RideOn Fri 25-May-18 21:47:51

Yes that is awful she watched you being spoken to like that, and then completely undermined you.

IlikemyTeahot Fri 25-May-18 21:51:36

I'm thinking pharmacy?

Ethylred Fri 25-May-18 21:55:22

Say "would you like to speak to my manager?" straight away,
right at the start. Then you are not invested in the insanity
conversation.

ChickenVindaloo2 Fri 25-May-18 21:57:17

I can understand why your manager did what she did. No-one wants to deal with a complaint.
But she should have reassured you afterwards.
Smirking guy is still a prick.
Don't let it ruin your weekend.
Don't take work personally, it's just a job.

I like the idea of Head Ponchos by the way, lol!

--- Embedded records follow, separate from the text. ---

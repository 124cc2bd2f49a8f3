//! The persisted document model.
//!
//! A [`DocumentRecord`] is built once at upload time and is immutable
//! afterwards — reprocessing a file replaces the whole record, it never
//! patches one in place. The record owns every nested value; formula regions
//! and image assets refer back to their page by `page_number` (a lookup key,
//! not a live reference), so the serialized form has no cycles.
//!
//! Serialized field names are part of the on-disk contract: the JSON written
//! by [`crate::storage::save_document`] uses `slides` for the page list and
//! `extraction_time` for the timestamp, and embeds every raster inline as a
//! base64 data URI rather than as a sibling file.

use serde::{Deserialize, Serialize};

/// An axis-aligned rectangle in page points, top-left origin.
///
/// All coordinates in the crate are top-down: `y0` is the distance from the
/// top edge of the page. Sources working in PDF space (bottom-left origin)
/// convert before handing rectangles out.
#[derive(Debug, Clone, Copy, PartialEq, Serialize, Deserialize)]
pub struct Rect {
    pub x0: f32,
    pub y0: f32,
    pub x1: f32,
    pub y1: f32,
}

impl Rect {
    pub fn new(x0: f32, y0: f32, x1: f32, y1: f32) -> Self {
        Self { x0, y0, x1, y1 }
    }

    pub fn width(&self) -> f32 {
        (self.x1 - self.x0).max(0.0)
    }

    pub fn height(&self) -> f32 {
        (self.y1 - self.y0).max(0.0)
    }

    /// Grow the rectangle by `pad` on every side, clamped to `0..=w`/`0..=h`.
    pub fn expanded(&self, pad: f32, page_width: f32, page_height: f32) -> Rect {
        Rect {
            x0: (self.x0 - pad).max(0.0),
            y0: (self.y0 - pad).max(0.0),
            x1: (self.x1 + pad).min(page_width),
            y1: (self.y1 + pad).min(page_height),
        }
    }

    /// Union of two rectangles.
    pub fn union(&self, other: &Rect) -> Rect {
        Rect {
            x0: self.x0.min(other.x0),
            y0: self.y0.min(other.y0),
            x1: self.x1.max(other.x1),
            y1: self.y1.max(other.y1),
        }
    }
}

/// One page (or slide) of a document.
///
/// `full_text` is the title (when the page has a real one) followed by the
/// content lines, trimmed; a synthetic `"Page N"` title is never folded into
/// `full_text`. `has_math_content` and `page_image` are filled in by the
/// flagging and capture stages; plain [`crate::process::extract`] leaves them
/// at their defaults.
#[derive(Debug, Clone, Serialize, Deserialize)]
pub struct PageRecord {
    /// 1-based, unique and dense within a document.
    pub page_number: u32,
    pub title: String,
    pub content_lines: Vec<String>,
    /// Speaker notes for slide sources; empty for PDF pages.
    #[serde(default)]
    pub notes: String,
    pub full_text: String,
    #[serde(default)]
    pub has_math_content: bool,
    /// Full-page render (PNG data URI) for math-flagged pages only.
    #[serde(default, skip_serializing_if = "Option::is_none")]
    pub page_image: Option<String>,
}

/// A sub-area of a page that the classifier judged to contain mathematical
/// notation, rendered as a crop. Never mutated after creation.
#[derive(Debug, Clone, Serialize, Deserialize)]
pub struct FormulaRegion {
    pub page_number: u32,
    /// The layout line that triggered the classifier.
    pub source_text: String,
    pub bounding_box: Rect,
    /// PNG data URI of the padded crop.
    pub rendered_image: String,
}

/// An embedded raster image found in page content.
#[derive(Debug, Clone, Serialize, Deserialize)]
pub struct ImageAsset {
    pub page_number: u32,
    /// Creation-order index within the page, 0-based.
    pub index: u32,
    pub width: u32,
    pub height: u32,
    /// Declared encoding of `rendered_image` ("png" or "jpeg").
    pub format: String,
    /// Draw position on the page; absent when the source could not correlate
    /// the image reference with a drawn rectangle.
    #[serde(default, skip_serializing_if = "Option::is_none")]
    pub bounding_box: Option<Rect>,
    pub rendered_image: String,
    #[serde(default, skip_serializing_if = "Option::is_none")]
    pub ocr_text: Option<String>,
    #[serde(default, skip_serializing_if = "Option::is_none")]
    pub alt_text: Option<String>,
}

/// Width and height of one page, in points.
#[derive(Debug, Clone, Copy, PartialEq, Serialize, Deserialize)]
pub struct PageDimensions {
    pub width: f32,
    pub height: f32,
}

/// Document-level metadata and derived structural flags.
#[derive(Debug, Clone, Default, Serialize, Deserialize)]
pub struct DocumentMetadata {
    #[serde(default, skip_serializing_if = "Option::is_none")]
    pub title: Option<String>,
    #[serde(default, skip_serializing_if = "Option::is_none")]
    pub author: Option<String>,
    #[serde(default, skip_serializing_if = "Option::is_none")]
    pub creation_date: Option<String>,
    #[serde(default, skip_serializing_if = "Option::is_none")]
    pub modification_date: Option<String>,
    /// One entry per page, in page order.
    #[serde(default)]
    pub page_dimensions: Vec<PageDimensions>,
    #[serde(default)]
    pub has_table_of_contents: bool,
    #[serde(default)]
    pub has_hyperlinks: bool,
    #[serde(default)]
    pub has_form_fields: bool,
    /// OR over all pages' `has_math_content`.
    #[serde(default)]
    pub has_mathematical_content: bool,
}

/// The unit of persistence and the unit the context assembler consumes.
#[derive(Debug, Clone, Serialize, Deserialize)]
pub struct DocumentRecord {
    /// Original file name, extension included.
    pub filename: String,
    /// File stem used to derive the storage path.
    pub basename: String,
    pub total_pages: u32,
    /// Local wall-clock time of extraction, `%Y-%m-%d %H:%M:%S`.
    pub extraction_time: String,
    pub metadata: DocumentMetadata,
    #[serde(rename = "slides")]
    pub pages: Vec<PageRecord>,
    #[serde(default)]
    pub formulas: Vec<FormulaRegion>,
    #[serde(default)]
    pub images: Vec<ImageAsset>,
    /// Page numbers with `has_math_content = true`, ascending.
    #[serde(default)]
    pub math_content_pages: Vec<u32>,
}

impl DocumentRecord {
    /// Look up a page by its 1-based number.
    pub fn page(&self, page_number: u32) -> Option<&PageRecord> {
        self.pages.iter().find(|p| p.page_number == page_number)
    }

    /// Formula regions belonging to the given page, in harvest order.
    pub fn formulas_for_page(&self, page_number: u32) -> impl Iterator<Item = &FormulaRegion> {
        self.formulas
            .iter()
            .filter(move |f| f.page_number == page_number)
    }

    /// Image assets belonging to the given page, in creation order.
    pub fn images_for_page(&self, page_number: u32) -> impl Iterator<Item = &ImageAsset> {
        self.images
            .iter()
            .filter(move |i| i.page_number == page_number)
    }
}

#[cfg(test)]
mod tests {
    use super::*;

    #[test]
    fn rect_expand_clamps_to_page() {
        let r = Rect::new(5.0, 5.0, 100.0, 50.0);
        let e = r.expanded(10.0, 105.0, 55.0);
        assert_eq!(e, Rect::new(0.0, 0.0, 105.0, 55.0));
    }

    #[test]
    fn rect_union_covers_both() {
        let a = Rect::new(0.0, 10.0, 20.0, 30.0);
        let b = Rect::new(15.0, 0.0, 40.0, 25.0);
        assert_eq!(a.union(&b), Rect::new(0.0, 0.0, 40.0, 30.0));
    }

    #[test]
    fn record_serializes_pages_as_slides() {
        let record = DocumentRecord {
            filename: "deck.pdf".into(),
            basename: "deck".into(),
            total_pages: 1,
            extraction_time: "2025-01-01 00:00:00".into(),
            metadata: DocumentMetadata::default(),
            pages: vec![PageRecord {
                page_number: 1,
                title: "Intro".into(),
                content_lines: vec!["hello".into()],
                notes: String::new(),
                full_text: "Intro\nhello".into(),
                has_math_content: false,
                page_image: None,
            }],
            formulas: vec![],
            images: vec![],
            math_content_pages: vec![],
        };

        let json = serde_json::to_value(&record).unwrap();
        assert!(json.get("slides").is_some(), "pages must serialize as 'slides'");
        assert!(json.get("pages").is_none());
        assert!(json.get("extraction_time").is_some());
        // Unset page image must not appear in the JSON at all.
        assert!(json["slides"][0].get("page_image").is_none());
    }

    #[test]
    fn page_lookup_by_number() {
        let mut record = DocumentRecord {
            filename: "d.pdf".into(),
            basename: "d".into(),
            total_pages: 2,
            extraction_time: String::new(),
            metadata: DocumentMetadata::default(),
            pages: vec![],
            formulas: vec![],
            images: vec![],
            math_content_pages: vec![],
        };
        for n in 1..=2 {
            record.pages.push(PageRecord {
                page_number: n,
                title: format!("Page {n}"),
                content_lines: vec![],
                notes: String::new(),
                full_text: String::new(),
                has_math_content: false,
                page_image: None,
            });
        }
        assert_eq!(record.page(2).unwrap().page_number, 2);
        assert!(record.page(3).is_none());
    }
}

NameChangeChange Fri 25-May-18 22:07:35

*Say "would you like to speak to my manager?" straight away,
right at the start. Then you are not invested in the* insanity*
conversation.*

We are absolutely trained to only bother our superiors when absolutely necessary (which is a few times a day in my role, but you spend your day making that judgement call and it's not approved to do it unless really needed). It wasn't even me that called her, it was my colleague. He purposely went to somebody other than me, as I was firm, polite, explained how to complain if he wasn't happy, explained he was better off complaining to the UK body rather than us, but he was welcome to and gave him the forms he needed. Explained the premise behind it. Explained it would happen in every place he went. Helped him as much as he could with an alternative if he could not afford to pay. He came back and my colleague gave him the item to 'check'. He asked what would happen if he ran out with it. That's when she called the manager down.

I won't let it ruin my weekend. Luckily I graduate in two weeks, so can hopefully move on from there. The whole culture is so toxic, and soon they'll be no staff left. Shame as we really do care for the customers (not the right term but <vague>) and go above and beyond. This isn't an isolated occurrence.

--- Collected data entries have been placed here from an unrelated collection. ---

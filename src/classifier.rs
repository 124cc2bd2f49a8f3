//! Heuristic detection of mathematical content in page and line text.
//!
//! ## Why heuristics?
//!
//! Deciding whether a page shows mathematics drives the expensive parts of
//! the pipeline: full-page captures and formula crops are only rendered for
//! positive pages. A wasted capture costs bandwidth and model tokens, so the
//! classifier is tuned for precision over recall — a missed formula degrades
//! an answer, a false positive burns money on every question.
//!
//! ## Rule order is the algorithm
//!
//! Classification walks an explicit ordered list of named rules and
//! short-circuits on the first verdict. Suppression comes first: a table of
//! contents is full of section numbers that would otherwise trip the
//! symbol-density rule, so it must be rejected before any positive rule gets
//! a look. The pattern corpus lives in static tables separate from the
//! evaluation loop; adding a heuristic means adding a row, not touching
//! control flow.
//!
//! [`MathClassifier::classify`] is pure and deterministic. The same function
//! is applied per layout line by the formula harvester.

use crate::config::DEFAULT_DOMAIN_TERMS;
use once_cell::sync::Lazy;
use regex::Regex;

// ── Pattern corpus ───────────────────────────────────────────────────────

/// Core math symbols counted by the density rule: ASCII operators plus the
/// common unicode operators and Greek letters. ASCII `-`, `*`, and `/`
/// count only in operator position (whitespace on both sides) — hyphenated
/// words and dates are not arithmetic.
static RE_SYMBOL: Lazy<Regex> = Lazy::new(|| {
    Regex::new(r"[=+^√∫∑∏±×÷≤≥≠≈]|[Α-Ωα-ω]|(?:^|\s)[-*/](?:\s|$)").unwrap()
});

/// Strong unicode math symbols. Unlike ASCII `-` or `/`, these essentially
/// never appear in prose, so a single hit is decisive.
static RE_STRONG_SYMBOL: Lazy<Regex> = Lazy::new(|| Regex::new(r"[√∫∑∏±×÷≤≥≠≈∞∂∇]").unwrap());

static RE_GREEK: Lazy<Regex> = Lazy::new(|| Regex::new(r"[Α-Ωα-ω]").unwrap());

/// Strong indicators: any single hit classifies the text as mathematical.
///
/// Each entry is `(label, pattern)`. ASCII `-` and `/` are deliberately
/// absent from the infix pattern — hyphenated words, dates, and page ranges
/// would otherwise classify as arithmetic.
const STRONG_PATTERNS: &[(&str, &str)] = &[
    ("unicode-math-symbol", r"[√∫∑∏±×÷≤≥≠≈∞∂∇]"),
    ("greek-letter", r"[Α-Ωα-ω]"),
    (
        "math-delimiter",
        r"\$[^$\n]+\$|\\\(|\\\[|\\(?:frac|sqrt|sum|int)\b",
    ),
    (
        "trig-function",
        r"\b(?:sin|cos|tan|cot|sec|csc|sinh|cosh|tanh|arcsin|arccos|arctan)\b",
    ),
    ("infix-arithmetic", r"\d\s*[=+*/^×÷]\s*\d"),
    (
        "sub-superscript",
        r"\b[A-Za-z]_\{?[A-Za-z0-9]|\^\{?[0-9A-Za-z]|[₀₁₂₃₄₅₆₇₈₉⁰¹²³⁴⁵⁶⁷⁸⁹]",
    ),
    ("variable-equation", r"\b[A-Za-z]\s*=\s*[A-Za-z0-9(]"),
    ("bragg-law", r"(?i)\bn?\s*(?:λ|lambda)\s*=\s*2\s*d\s*sin"),
];

static STRONG: Lazy<Vec<(&'static str, Regex)>> = Lazy::new(|| {
    STRONG_PATTERNS
        .iter()
        .map(|(name, pat)| (*name, Regex::new(pat).unwrap()))
        .collect()
});

/// Patterns counted as equations in the indicator report.
static RE_EQUATION: Lazy<Regex> =
    Lazy::new(|| Regex::new(r"\b[A-Za-z]\s*=\s*[A-Za-z0-9(]|\d\s*[=+*/^×÷]\s*\d").unwrap());

// Contents-page suppression.
static RE_CONTENTS_START: Lazy<Regex> = Lazy::new(|| {
    Regex::new(r"^\s*(?i:chapter\s+\d+|contents|table\s+of\s+contents|outline\b)|^\s*\d+\.?\s+[A-Z]")
        .unwrap()
});
static RE_SECTION_HEADING: Lazy<Regex> =
    Lazy::new(|| Regex::new(r"\b\d+\.\d+\.?\s+[A-Z][A-Za-z]").unwrap());
static RE_EQUALITY_OR_GREEK: Lazy<Regex> = Lazy::new(|| Regex::new(r"=|[Α-Ωα-ω]").unwrap());

// Textbook variable definitions: "d is the interplanar spacing".
static RE_VARIABLE_DEFINITION: Lazy<Regex> =
    Lazy::new(|| Regex::new(r"\b[A-Za-z]\b\s+is\s+(?:the|a|an)\b").unwrap());

// Weak signals: individually meaningless, suggestive in combination.
static RE_PAREN_NUMERAL: Lazy<Regex> = Lazy::new(|| Regex::new(r"\(\d+\)").unwrap());
static RE_VECTOR_WORD: Lazy<Regex> = Lazy::new(|| Regex::new(r"(?i)\bvectors?\b").unwrap());

/// Symbol-density rule thresholds: more than [`SYMBOL_DENSITY_MIN`] core
/// symbols within fewer than [`SHORT_TEXT_LIMIT`] characters.
const SYMBOL_DENSITY_MIN: usize = 3;
const SHORT_TEXT_LIMIT: usize = 500;

/// Section-number headings required before a page reads as a contents page.
const CONTENTS_HEADING_MIN: usize = 3;

/// Variable-definition phrasings required for a positive on their own.
const VARIABLE_DEFINITION_MIN: usize = 2;

// ── Signals ──────────────────────────────────────────────────────────────

/// Precomputed text statistics shared by every rule.
struct Signals {
    len: usize,
    symbol_count: usize,
    section_heading_count: usize,
    variable_definition_count: usize,
    weak_category_count: usize,
    strong_hit: Option<&'static str>,
}

impl Signals {
    fn scan(text: &str) -> Self {
        let symbol_count = RE_SYMBOL.find_iter(text).count();
        let variable_definition_count = RE_VARIABLE_DEFINITION.find_iter(text).count();

        let mut weak_category_count = 0;
        if RE_PAREN_NUMERAL.is_match(text) {
            weak_category_count += 1;
        }
        if variable_definition_count > 0 {
            weak_category_count += 1;
        }
        if RE_VECTOR_WORD.is_match(text) {
            weak_category_count += 1;
        }

        Signals {
            len: text.chars().count(),
            symbol_count,
            section_heading_count: RE_SECTION_HEADING.find_iter(text).count(),
            variable_definition_count,
            weak_category_count,
            strong_hit: STRONG
                .iter()
                .find(|(_, re)| re.is_match(text))
                .map(|(name, _)| *name),
        }
    }
}

// ── Rules ────────────────────────────────────────────────────────────────

type RuleFn = fn(&MathClassifier, &str, &Signals) -> Option<bool>;

struct Rule {
    name: &'static str,
    eval: RuleFn,
}

/// The ordered rule list. First verdict wins.
const RULES: &[Rule] = &[
    Rule {
        name: "contents-page",
        eval: rule_contents_page,
    },
    Rule {
        name: "strong-indicator",
        eval: rule_strong_indicator,
    },
    Rule {
        name: "symbol-density",
        eval: rule_symbol_density,
    },
    Rule {
        name: "domain-term",
        eval: rule_domain_term,
    },
    Rule {
        name: "variable-definition",
        eval: rule_variable_definition,
    },
    Rule {
        name: "weak-aggregation",
        eval: rule_weak_aggregation,
    },
];

/// A numbered table of contents is not math, however many section numbers
/// it carries. Suppressed only when no equality sign or Greek letter is
/// present, so a contents page that actually shows an equation still
/// classifies positive further down.
fn rule_contents_page(_c: &MathClassifier, text: &str, sig: &Signals) -> Option<bool> {
    if RE_CONTENTS_START.is_match(text)
        && sig.section_heading_count >= CONTENTS_HEADING_MIN
        && !RE_EQUALITY_OR_GREEK.is_match(text)
    {
        return Some(false);
    }
    None
}

fn rule_strong_indicator(_c: &MathClassifier, _text: &str, sig: &Signals) -> Option<bool> {
    sig.strong_hit.map(|_| true)
}

fn rule_symbol_density(_c: &MathClassifier, _text: &str, sig: &Signals) -> Option<bool> {
    if sig.symbol_count > SYMBOL_DENSITY_MIN && sig.len < SHORT_TEXT_LIMIT {
        return Some(true);
    }
    None
}

/// A subject-matter term plus at least one symbol. A bare mention of the
/// term with zero symbols stays negative, so a section title that merely
/// names the topic does not trigger a capture.
fn rule_domain_term(c: &MathClassifier, text: &str, sig: &Signals) -> Option<bool> {
    if sig.symbol_count == 0 {
        return None;
    }
    let lower = text.to_lowercase();
    if c.domain_terms.iter().any(|t| lower.contains(t.as_str())) {
        return Some(true);
    }
    None
}

fn rule_variable_definition(_c: &MathClassifier, _text: &str, sig: &Signals) -> Option<bool> {
    if sig.variable_definition_count >= VARIABLE_DEFINITION_MIN {
        return Some(true);
    }
    None
}

fn rule_weak_aggregation(_c: &MathClassifier, _text: &str, sig: &Signals) -> Option<bool> {
    if sig.weak_category_count >= 2 && sig.symbol_count >= 1 {
        return Some(true);
    }
    None
}

// ── Classifier ───────────────────────────────────────────────────────────

/// The verdict of the first rule that matched, for diagnostics.
#[derive(Debug, Clone, Copy, PartialEq, Eq)]
pub struct RuleVerdict {
    pub rule: &'static str,
    pub is_math: bool,
}

/// Per-text indicator counts, surfaced by the math-analysis report.
#[derive(Debug, Clone, serde::Serialize)]
pub struct MathIndicators {
    pub symbol_count: usize,
    pub greek_letter_count: usize,
    pub equation_count: usize,
    pub strong_symbol_count: usize,
}

/// Layered heuristic classifier for mathematical content.
///
/// Construction compiles nothing — the pattern corpus is static — but the
/// domain-term vocabulary is per-instance so callers can retune the
/// subject-matter rule without recompiling.
#[derive(Debug, Clone)]
pub struct MathClassifier {
    domain_terms: Vec<String>,
}

impl Default for MathClassifier {
    fn default() -> Self {
        Self {
            domain_terms: DEFAULT_DOMAIN_TERMS.iter().map(|s| s.to_string()).collect(),
        }
    }
}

Peterrabbitscarrots Fri 25-May-18 22:11:08

Next time - ring her in front of the irate customer and ask what she would like you to do. Put her on the spot instead

OnlyaMan Sat 26-May-18 01:30:28

In my long career (In sort of "customer services") I became familiar with this kind of thing. I soon learned that I might be contradicted by my boss (for good or bad reasons).
I always said "Of course you may speak to my manager, but I don't think he/she will say any different. It is up to him/her".
I took care not to put myself on the line-my boss might say anything. I was never in the position of being humiliated-I actually did not care.
If my/your boss became fed up with being constantly referred to, that was not my/your problem. The boss would/will have to do something about that-not me.